John Greenwald, Princeton Plasma Physics Laboratory

A senior scientist at PPPL, Rich Hawryluk (here with Assistant Caroline Vaxelaire at his farewell party on 15 March 2013) did a two-year stint as ITER Deputy Director-General and Director of the Administration Department. (Click to view larger version...)
A senior scientist at PPPL, Rich Hawryluk (here with Assistant Caroline Vaxelaire at his farewell party on 15 March 2013) did a two-year stint as ITER Deputy Director-General and Director of the Administration Department.
What is it like to be at the centre of ITER, the huge international fusion experiment that is under construction in France? "It's both exciting and challenging," said physicist Rich Hawryluk, who recently returned to the Princeton Plasma Physics Laboratory (PPPL) in the US after a two-year stint as deputy director-general for the Administration Department of ITER. "It's exciting in the scope and scale of this effort, and challenging in bringing such a large project to completion."

Hawryluk had many diverse responsibilities at ITER. He oversaw functions ranging from human resources to finance and budgeting to procurement and information technology. "A project this large is almost a continuous cycle of oversight and reviews," said Hawryluk. "You're essentially going from one major review to another every few months, and this kept us extremely busy."
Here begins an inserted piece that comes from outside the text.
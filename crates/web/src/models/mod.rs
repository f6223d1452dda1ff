//! View-independent models kept in the browser session.

pub mod session;

pub use session::keys as session_keys;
Hawryluk arrived at ITER in April 2011, a year after construction of the ITER complex began on a 180-hectare site in 2010. Contracts now are being prepared and awarded to assemble the six-storey-tall fusion facility, or Tokamak Building, that will be at the heart of the complex.

Hawryluk is no stranger to exhaustive oversight duties. He served as head of PPPL's Tokamak Fusion Test Reactor experiment from 1991 to 1997 and as deputy director of PPPL from 1997 to 2008. He also was a member of the US delegation to the ITER Management Advisory Committee, which reports to the ITER Council. "But there's a big difference between being an outsider on the advisory committee and dealing with day-to-day issues," he said. "Getting immersed in and resolving the many issues that we had talked about was a major change."